Kunsten Museum of Modern Art
Culture
Built from 1968 to 1972, the museum was designed by one of the most influential architects of the 20th century, Alvar Aalto, with his wife Elissa, as a showcase of 20th-century Danish and international art.
Af Kirsten Kiser
Kunsten Museum of Modern Art Aalborg is a prime example of modern Scandinavian architecture, and to this day, Aalto continues to have a profound influence both within his native country of Finland and internationally.
Kunsten Museum of Modern Art, situated on the edge of a large area of parks and woodland, rises like a ziggurat to meet the adjoining hillside. The clean lines of the marble-clad building volumes, and the green copper roofs, blend harmoniously with the natural surroundings.
On the ground level the central exhibition gallery, and an adjoining sculpture gallery, are surrounded by a series of long sky-lit galleries, seven smaller exhibition rooms, a chamber music room, the entrance hall, and the administration offices. Additional exhibition rooms, a café, cloakroom, lecture rooms, a study group room, a workshop, and a library are located on the lower ground floor.

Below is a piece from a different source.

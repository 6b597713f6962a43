//! Persistence layer: entity records plus the JSON file store.

pub mod json;
pub mod model;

True architecture exists only where man stands in the center.
— Alvar Aalto
Because of a highly flexible mobile wall system, the exhibition spaces can accommodate the requirements of each individual exhibition.
Natural and diffused light enters the galleries from a variety of skylights, confirming Alvar Aalto’s brilliant manipulation of the Nordic light. The white Carrara marble covering most of the floor areas adds to the light and airy feeling in the galleries.

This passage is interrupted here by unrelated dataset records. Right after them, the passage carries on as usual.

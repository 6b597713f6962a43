use serde::{Deserialize, Serialize};

/// Horizontal alignment of a text overlay about its x coordinate.
#[derive(Clone, Copy, Debug, Default, PartialEq, Eq, Serialize, Deserialize)]
#[serde(rename_all = "lowercase")]
pub enum Anchor {
    Left,
    #[default]
    Center,
    Right,
}

/// Fractional canvas coordinates in `[0, 1]`.
#[derive(Clone, Copy, Debug, PartialEq, Serialize, Deserialize)]
pub struct Position {
    pub x: f64,
    pub y: f64,
    #[serde(default)]
    pub anchor: Anchor,
}

/// Open style bag carried verbatim through build/edit/render.
pub type StyleMap = serde_json::Map<String, serde_json::Value>;

/// The atomic timed visual unit composited onto the source video.
///
/// `kind` is an open string; quality and render logic special-case
/// `headline`, `callout`, `cta`, and `logo`. Overlays are immutable
/// values: edits replace the owning list wholesale.
#[derive(Clone, Debug, PartialEq, Serialize, Deserialize)]
pub struct Overlay {
    /// Stable identifier, unique within a timeline. Synthesized at build
    /// time; payloads without one fall back to positional diff keys.
    #[serde(default)]
    pub id: String,
    #[serde(rename = "type")]
    pub kind: String,
    pub start_sec: f64,
    pub end_sec: f64,
    /// Display string; empty for logo overlays.
    #[serde(default)]
    pub text: String,
    pub position: Position,
    #[serde(default)]
    pub style: StyleMap,
    /// Logo asset reference, only meaningful when `kind` is `logo`.
    #[serde(default, skip_serializing_if = "Option::is_none")]
    pub asset_ref: Option<String>,
}

impl Overlay {
    /// Numeric style lookup. Accepts JSON numbers and numeric strings,
    /// which upstream editors occasionally emit.
    pub fn style_f64(&self, key: &str) -> Option<f64> {
        match self.style.get(key)? {
            serde_json::Value::Number(n) => n.as_f64(),
            serde_json::Value::String(s) => s.trim().parse().ok(),
            _ => None,
        }
    }

    pub fn style_str(&self, key: &str) -> Option<&str> {
        self.style.get(key)?.as_str()
    }
}

/// Synthesize a fresh overlay id.
pub fn new_overlay_id() -> String {
    let hex = uuid::Uuid::new_v4().simple().to_string();
    format!("ovl_{}", &hex[..8])
}

/// Target output geometry recorded on a timeline.
#[derive(Clone, Copy, Debug, PartialEq, Serialize, Deserialize)]
pub struct VideoMeta {
    pub duration_sec: f64,
    pub width: u32,
    pub height: u32,
    pub fps: u32,
}

/// Generated text alternatives kept for future A/B use.
#[derive(Clone, Debug, Default, PartialEq, Serialize, Deserialize)]
pub struct CopyVariants {
    #[serde(default)]
    pub headline: Vec<String>,
    #[serde(default)]
    pub cta: Vec<String>,
}

/// Which provider produced a timeline, and when.
#[derive(Clone, Debug, PartialEq, Serialize, Deserialize)]
pub struct Provenance {
    pub model_provider: String,
    pub created_at: chrono::DateTime<chrono::Utc>,
}

/// Ordered overlay list plus the metadata one draft render needs.
///
/// Overlay order is z-order and compile order. A timeline is only
/// render-ready once the quality gate reports no critical findings.
#[derive(Clone, Debug, PartialEq, Serialize, Deserialize)]
pub struct Timeline {
    pub project_id: String,
    pub template_id: String,
    pub video: VideoMeta,
    #[serde(default)]
    pub copy_variants: CopyVariants,
    #[serde(default)]
    pub overlays: Vec<Overlay>,
    pub generation: Provenance,
}

#[cfg(test)]
mod tests {
    use super::*;

    fn overlay_json() -> serde_json::Value {
        serde_json::json!({
            "id": "ovl_1a2b3c4d",
            "type": "headline",
            "start_sec": 0.0,
            "end_sec": 4.4,
            "text": "PLAY SMARTER",
            "position": {"x": 0.5, "y": 0.16, "anchor": "center"},
            "style": {"font_size": 96, "color": "white"}
        })
    }

    #[test]
    fn overlay_round_trips_with_type_key() {
        let overlay: Overlay = serde_json::from_value(overlay_json()).unwrap();
        assert_eq!(overlay.kind, "headline");
        assert_eq!(overlay.position.anchor, Anchor::Center);

        let back = serde_json::to_value(&overlay).unwrap();
        assert_eq!(back["type"], "headline");
        assert!(back.get("asset_ref").is_none());
    }

    #[test]
    fn optional_fields_default() {
        let overlay: Overlay = serde_json::from_value(serde_json::json!({
            "type": "callout",
            "start_sec": 1.0,
            "end_sec": 2.0,
            "position": {"x": 0.5, "y": 0.5}
        }))
        .unwrap();
        assert!(overlay.id.is_empty());
        assert!(overlay.text.is_empty());
        assert!(overlay.style.is_empty());
        assert_eq!(overlay.position.anchor, Anchor::Center);
    }

    #[test]
    fn style_lookup_accepts_numbers_and_numeric_strings() {
        let mut overlay: Overlay = serde_json::from_value(overlay_json()).unwrap();
        assert_eq!(overlay.style_f64("font_size"), Some(96.0));
        assert_eq!(overlay.style_f64("missing"), None);

        overlay
            .style
            .insert("box_border".into(), serde_json::json!("22"));
        assert_eq!(overlay.style_f64("box_border"), Some(22.0));

        assert_eq!(overlay.style_str("color"), Some("white"));
    }

    #[test]
    fn overlay_ids_are_prefixed_hex() {
        let id = new_overlay_id();
        assert!(id.starts_with("ovl_"));
        assert_eq!(id.len(), 12);
        assert_ne!(new_overlay_id(), id);
    }
}
use serde::{Deserialize, Serialize};

use crate::timeline::model::Overlay;

/// Outcome of the quality gate: blocking findings and advisory ones.
#[derive(Clone, Debug, Default, PartialEq, Serialize, Deserialize)]
pub struct QualityReport {
    pub critical: Vec<String>,
    pub warnings: Vec<String>,
}

impl QualityReport {
    /// A timeline is render-ready only with zero critical findings.
    pub fn is_render_ready(&self) -> bool {
        self.critical.is_empty()
    }
}

/// Validate an overlay list against structural and temporal invariants.
///
/// Performs no mutation and knows nothing about rendering. Timing and
/// position violations are critical; a small font on a text overlay is
/// advisory only. The whole list must contain a cta overlay and at least
/// one headline or callout.
pub fn validate_overlays(overlays: &[Overlay], duration_sec: f64) -> QualityReport {
    let mut report = QualityReport::default();
    let mut has_cta = false;
    let mut has_hook_text = false;

    for (idx, overlay) in overlays.iter().enumerate() {
        let kind = overlay.kind.trim().to_lowercase();
        if kind == "cta" {
            has_cta = true;
        }
        if kind == "headline" || kind == "callout" {
            has_hook_text = true;
        }

        if overlay.start_sec < 0.0 || overlay.end_sec <= overlay.start_sec {
            report
                .critical
                .push(format!("overlay[{idx}] has invalid timing"));
        }
        // Tolerate float drift of up to 10ms at the tail.
        if duration_sec > 0.0 && overlay.end_sec > duration_sec + 0.01 {
            report
                .critical
                .push(format!("overlay[{idx}] end exceeds video duration"));
        }

        let (x, y) = (overlay.position.x, overlay.position.y);
        if !(0.0..=1.0).contains(&x) || !(0.0..=1.0).contains(&y) {
            report
                .critical
                .push(format!("overlay[{idx}] has out-of-bounds position"));
        }

        let font_size = overlay.style_f64("font_size").unwrap_or(0.0);
        if matches!(kind.as_str(), "headline" | "callout" | "cta")
            && font_size != 0.0
            && font_size < 36.0
        {
            report
                .warnings
                .push(format!("overlay[{idx}] font_size is low ({})", font_size as i64));
        }
    }

    if !has_cta {
        report.critical.push("missing cta overlay".to_string());
    }
    if !has_hook_text {
        report
            .critical
            .push("missing headline/callout overlay".to_string());
    }

    report
}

The building also features a children’s museum and an outdoor amphitheater.
The attention to detail and the use of solid natural materials — marble, wood, copper, and glass — in addition to the superb craftsmanship make the building unmistakably Aalto.
Like all great art, Aalto’s architecture has the power to evoke a feeling, and the right to its own place in the world’s cultural heritage.